* [Records to process]
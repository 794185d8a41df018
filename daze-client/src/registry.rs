/// Registry refresh: fetch and cache the APNIC delegation file the router
/// builds its CIDR table from.
///
/// Network fetch is a pluggable side channel — `load` takes a fetch closure
/// so tests can inject a fixed fixture instead of reaching the network;
/// `daze-client`'s `main` passes a closure backed by `reqwest`.
use std::future::Future;
use std::io;
use std::path::Path;
use std::time::{Duration, SystemTime};

/// Load the registry text, refreshing the cache at `cache_path` via `fetch`
/// if it is missing or older than `max_age`. If refresh fails but a cached
/// copy exists, the stale copy is used instead; only missing both a fresh
/// fetch and any cache at all is fatal.
pub async fn load<F, Fut>(
    cache_path: &Path,
    source_url: &str,
    max_age: Duration,
    fetch: F,
) -> io::Result<String>
where
    F: FnOnce(&str) -> Fut,
    Fut: Future<Output = io::Result<String>>,
{
    if needs_refresh(cache_path, max_age) {
        match fetch(source_url).await {
            Ok(body) => {
                if let Some(parent) = cache_path.parent() {
                    std::fs::create_dir_all(parent)?;
                }
                std::fs::write(cache_path, &body)?;
                return Ok(body);
            }
            Err(e) => {
                if cache_path.exists() {
                    tracing::warn!(
                        "registry refresh failed ({}), using stale cache at {}",
                        e,
                        cache_path.display()
                    );
                } else {
                    return Err(e);
                }
            }
        }
    }
    std::fs::read_to_string(cache_path)
}

fn needs_refresh(cache_path: &Path, max_age: Duration) -> bool {
    let metadata = match std::fs::metadata(cache_path) {
        Ok(m) => m,
        Err(_) => return true,
    };
    let modified = match metadata.modified() {
        Ok(m) => m,
        Err(_) => return true,
    };
    match SystemTime::now().duration_since(modified) {
        Ok(age) => age > max_age,
        Err(_) => false,
    }
}
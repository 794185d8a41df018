/// SOCKS5 ingress: RFC 1928, CONNECT-only, no-auth. Once a destination is
/// known we ask the router whether it should go DIRECT or TUNNELED and
/// splice accordingly.
use crate::dialer;
use crate::routing::{Decision, Router};
use daze_proto::splice;
use std::io;
use std::net::SocketAddr;
use std::sync::Arc;
use tokio::io::{AsyncReadExt, AsyncWriteExt};
use tokio::net::TcpStream;

const SOCKS_VERSION: u8 = 0x05;
const METHOD_NO_AUTH: u8 = 0x00;
const METHOD_NONE_ACCEPTABLE: u8 = 0xFF;
const CMD_CONNECT: u8 = 0x01;
const ATYP_IPV4: u8 = 0x01;
const ATYP_DOMAIN: u8 = 0x03;
const ATYP_IPV6: u8 = 0x04;

const REPLY_SUCCESS: u8 = 0x00;
const REPLY_GENERAL_FAILURE: u8 = 0x01;
const REPLY_COMMAND_NOT_SUPPORTED: u8 = 0x07;

/// Handle one accepted SOCKS5 client. `server_addr` is the remote daze
/// server to tunnel through when the router decides this destination
/// should not go direct.
pub async fn handle(
    mut stream: TcpStream,
    router: Arc<Router>,
    server_addr: SocketAddr,
) -> io::Result<()> {
    negotiate_method(&mut stream).await?;
    let (host, port) = match read_request(&mut stream).await {
        Ok(addr) => addr,
        Err(e) => {
            send_reply(&mut stream, REPLY_COMMAND_NOT_SUPPORTED).await.ok();
            return Err(e);
        }
    };

    let target = format!("{host}:{port}");
    let decision = router.classify(&host).await;
    tracing::debug!(target = %target, decision = ?decision, "routed");

    // The reply byte has to reflect whether the upstream leg actually
    // connected, so it must be established before we can answer the client.
    let upstream = match decision {
        Decision::Direct => Upstream::Plain(TcpStream::connect(&target).await),
        Decision::Tunneled => Upstream::Tunneled(dialer::dial(server_addr, &target).await),
        Decision::TryDirectElseTunneled => match TcpStream::connect(&target).await {
            Ok(plain) => Upstream::Plain(Ok(plain)),
            Err(_) => Upstream::Tunneled(dialer::dial(server_addr, &target).await),
        },
    };

    match upstream {
        Upstream::Plain(Ok(plain)) => {
            send_reply(&mut stream, REPLY_SUCCESS).await?;
            splice_plain(stream, plain).await
        }
        Upstream::Tunneled(Ok(framed)) => {
            send_reply(&mut stream, REPLY_SUCCESS).await?;
            splice::splice(framed, stream).await
        }
        Upstream::Plain(Err(e)) | Upstream::Tunneled(Err(e)) => {
            tracing::warn!(target = %target, error = %e, "upstream connect failed");
            send_reply(&mut stream, REPLY_GENERAL_FAILURE).await.ok();
            Err(e)
        }
    }
}

enum Upstream {
    Plain(io::Result<TcpStream>),
    Tunneled(io::Result<daze_proto::protocol::FramedConn<TcpStream>>),
}

async fn negotiate_method(stream: &mut TcpStream) -> io::Result<()> {
    let mut header = [0u8; 2];
    stream.read_exact(&mut header).await?;
    if header[0] != SOCKS_VERSION {
        return Err(bad_request("unsupported SOCKS version"));
    }
    let nmethods = header[1] as usize;
    let mut methods = vec![0u8; nmethods];
    stream.read_exact(&mut methods).await?;

    if !methods.contains(&METHOD_NO_AUTH) {
        stream.write_all(&[SOCKS_VERSION, METHOD_NONE_ACCEPTABLE]).await?;
        return Err(bad_request("client offered no acceptable auth method"));
    }

    stream.write_all(&[SOCKS_VERSION, METHOD_NO_AUTH]).await?;
    Ok(())
}

async fn read_request(stream: &mut TcpStream) -> io::Result<(String, u16)> {
    let mut header = [0u8; 4];
    stream.read_exact(&mut header).await?;
    let (version, cmd, _rsv, atyp) = (header[0], header[1], header[2], header[3]);

    if version != SOCKS_VERSION {
        return Err(bad_request("unsupported SOCKS version"));
    }
    if cmd != CMD_CONNECT {
        return Err(bad_request("only CONNECT is supported"));
    }

    let host = match atyp {
        ATYP_IPV4 => {
            let mut buf = [0u8; 4];
            stream.read_exact(&mut buf).await?;
            std::net::Ipv4Addr::from(buf).to_string()
        }
        ATYP_IPV6 => {
            let mut buf = [0u8; 16];
            stream.read_exact(&mut buf).await?;
            std::net::Ipv6Addr::from(buf).to_string()
        }
        ATYP_DOMAIN => {
            let mut len = [0u8];
            stream.read_exact(&mut len).await?;
            let mut buf = vec![0u8; len[0] as usize];
            stream.read_exact(&mut buf).await?;
            String::from_utf8(buf).map_err(|_| bad_request("domain is not valid UTF-8"))?
        }
        _ => return Err(bad_request("unsupported address type")),
    };

    let mut port_buf = [0u8; 2];
    stream.read_exact(&mut port_buf).await?;
    let port = u16::from_be_bytes(port_buf);

    Ok((host, port))
}

async fn send_reply(stream: &mut TcpStream, reply: u8) -> io::Result<()> {
    // BND.ADDR/BND.PORT are unused by CONNECT-only clients; send zeroes.
    let frame = [
        SOCKS_VERSION,
        reply,
        0x00,
        ATYP_IPV4,
        0, 0, 0, 0,
        0, 0,
    ];
    stream.write_all(&frame).await
}

/// Bidirectional relay for two plain TCP streams (direct, non-tunneled
/// connections never touch the keystream).
async fn splice_plain(mut a: TcpStream, mut b: TcpStream) -> io::Result<()> {
    let (mut ar, mut aw) = a.split();
    let (mut br, mut bw) = b.split();

    let client_to_upstream = tokio::io::copy(&mut ar, &mut bw);
    let upstream_to_client = tokio::io::copy(&mut br, &mut aw);

    tokio::select! {
        result = client_to_upstream => result.map(|_| ()),
        result = upstream_to_client => result.map(|_| ()),
    }
}

fn bad_request(msg: &str) -> io::Error {
    io::Error::new(io::ErrorKind::InvalidData, msg.to_string())
}

#[cfg(test)]
mod tests {
    use super::*;
    use tokio::net::TcpListener;

    #[tokio::test]
    async fn test_negotiate_rejects_non_v5() {
        let listener = TcpListener::bind("127.0.0.1:0").await.unwrap();
        let addr = listener.local_addr().unwrap();

        let server_task = tokio::spawn(async move {
            let (mut stream, _) = listener.accept().await.unwrap();
            negotiate_method(&mut stream).await
        });

        let mut client = TcpStream::connect(addr).await.unwrap();
        client.write_all(&[0x04, 0x01, 0x00]).await.unwrap();

        let result = server_task.await.unwrap();
        assert!(result.is_err());
    }

    #[tokio::test]
    async fn test_negotiate_accepts_no_auth() {
        let listener = TcpListener::bind("127.0.0.1:0").await.unwrap();
        let addr = listener.local_addr().unwrap();

        let server_task = tokio::spawn(async move {
            let (mut stream, _) = listener.accept().await.unwrap();
            negotiate_method(&mut stream).await.unwrap();
            stream
        });

        let mut client = TcpStream::connect(addr).await.unwrap();
        client.write_all(&[SOCKS_VERSION, 0x01, METHOD_NO_AUTH]).await.unwrap();
        let mut reply = [0u8; 2];
        client.read_exact(&mut reply).await.unwrap();

        server_task.await.unwrap();
        assert_eq!(reply, [SOCKS_VERSION, METHOD_NO_AUTH]);
    }

    #[tokio::test]
    async fn test_read_request_parses_domain_atyp() {
        let listener = TcpListener::bind("127.0.0.1:0").await.unwrap();
        let addr = listener.local_addr().unwrap();

        let server_task = tokio::spawn(async move {
            let (mut stream, _) = listener.accept().await.unwrap();
            read_request(&mut stream).await
        });

        let mut client = TcpStream::connect(addr).await.unwrap();
        let domain = b"example.com";
        let mut req = vec![SOCKS_VERSION, CMD_CONNECT, 0x00, ATYP_DOMAIN, domain.len() as u8];
        req.extend_from_slice(domain);
        req.extend_from_slice(&443u16.to_be_bytes());
        client.write_all(&req).await.unwrap();

        let (host, port) = server_task.await.unwrap().unwrap();
        assert_eq!(host, "example.com");
        assert_eq!(port, 443);
    }

    #[tokio::test]
    async fn test_read_request_parses_ipv4_atyp() {
        let listener = TcpListener::bind("127.0.0.1:0").await.unwrap();
        let addr = listener.local_addr().unwrap();

        let server_task = tokio::spawn(async move {
            let (mut stream, _) = listener.accept().await.unwrap();
            read_request(&mut stream).await
        });

        let mut client = TcpStream::connect(addr).await.unwrap();
        let mut req = vec![SOCKS_VERSION, CMD_CONNECT, 0x00, ATYP_IPV4];
        req.extend_from_slice(&[93, 184, 216, 34]);
        req.extend_from_slice(&80u16.to_be_bytes());
        client.write_all(&req).await.unwrap();

        let (host, port) = server_task.await.unwrap().unwrap();
        assert_eq!(host, "93.184.216.34");
        assert_eq!(port, 80);
    }

    #[tokio::test]
    async fn test_connect_to_literal_ipv4_dials_and_replies_success() {
        // Greeting + CONNECT to 127.0.0.1:<port> must dial that address and
        // reply with leading bytes 05 00.
        let target_listener = TcpListener::bind("127.0.0.1:0").await.unwrap();
        let target_port = target_listener.local_addr().unwrap().port();
        tokio::spawn(async move {
            let _ = target_listener.accept().await;
        });

        let router = Arc::new(Router::from_registry_text("", "CN"));
        let ingress = TcpListener::bind("127.0.0.1:0").await.unwrap();
        let ingress_addr = ingress.local_addr().unwrap();
        let server_addr: SocketAddr = "127.0.0.1:1".parse().unwrap();

        tokio::spawn(async move {
            let (stream, _) = ingress.accept().await.unwrap();
            handle(stream, router, server_addr).await
        });

        let mut client = TcpStream::connect(ingress_addr).await.unwrap();
        client.write_all(&[SOCKS_VERSION, 0x01, METHOD_NO_AUTH]).await.unwrap();
        let mut greeting_reply = [0u8; 2];
        client.read_exact(&mut greeting_reply).await.unwrap();

        let mut req = vec![SOCKS_VERSION, CMD_CONNECT, 0x00, ATYP_IPV4];
        req.extend_from_slice(&[127, 0, 0, 1]);
        req.extend_from_slice(&target_port.to_be_bytes());
        client.write_all(&req).await.unwrap();

        let mut reply = [0u8; 10];
        client.read_exact(&mut reply).await.unwrap();
        assert_eq!(&reply[..2], &[SOCKS_VERSION, REPLY_SUCCESS]);
    }

    #[tokio::test]
    async fn test_direct_dial_failure_replies_before_closing() {
        // No listener bound on this port: the direct dial must fail, and the
        // client must see a failure reply rather than a silently dropped
        // connection with a stale success byte.
        let router = Arc::new(Router::from_registry_text("", "CN"));
        let ingress = TcpListener::bind("127.0.0.1:0").await.unwrap();
        let ingress_addr = ingress.local_addr().unwrap();
        let server_addr: SocketAddr = "127.0.0.1:1".parse().unwrap();

        tokio::spawn(async move {
            let (stream, _) = ingress.accept().await.unwrap();
            let _ = handle(stream, router, server_addr).await;
        });

        let mut client = TcpStream::connect(ingress_addr).await.unwrap();
        client.write_all(&[SOCKS_VERSION, 0x01, METHOD_NO_AUTH]).await.unwrap();
        let mut greeting_reply = [0u8; 2];
        client.read_exact(&mut greeting_reply).await.unwrap();

        // Port 1 on loopback: nothing listens there, so the direct dial fails.
        let mut req = vec![SOCKS_VERSION, CMD_CONNECT, 0x00, ATYP_IPV4];
        req.extend_from_slice(&[127, 0, 0, 1]);
        req.extend_from_slice(&1u16.to_be_bytes());
        client.write_all(&req).await.unwrap();

        let mut reply = [0u8; 10];
        client.read_exact(&mut reply).await.unwrap();
        assert_eq!(reply[1], REPLY_GENERAL_FAILURE);
    }

    #[tokio::test]
    async fn test_unsupported_command_is_rejected() {
        let listener = TcpListener::bind("127.0.0.1:0").await.unwrap();
        let addr = listener.local_addr().unwrap();

        let server_task = tokio::spawn(async move {
            let (mut stream, _) = listener.accept().await.unwrap();
            read_request(&mut stream).await
        });

        let mut client = TcpStream::connect(addr).await.unwrap();
        // BIND (0x02) instead of CONNECT.
        let req = vec![SOCKS_VERSION, 0x02, 0x00, ATYP_IPV4, 0, 0, 0, 0, 0, 0];
        client.write_all(&req).await.unwrap();

        let result = server_task.await.unwrap();
        assert!(result.is_err());
    }
}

* [Exercise details] Working through the records above, copy each line in which "fetch" is found.

* [Solution below]
/// Registry refresh: fetch and cache the APNIC delegation file the router
/// Network fetch is a pluggable side channel — `load` takes a fetch closure
/// Load the registry text, refreshing the cache at `cache_path` via `fetch`
/// fetch and any cache at all is fatal.
    fetch: F,
        match fetch(source_url).await {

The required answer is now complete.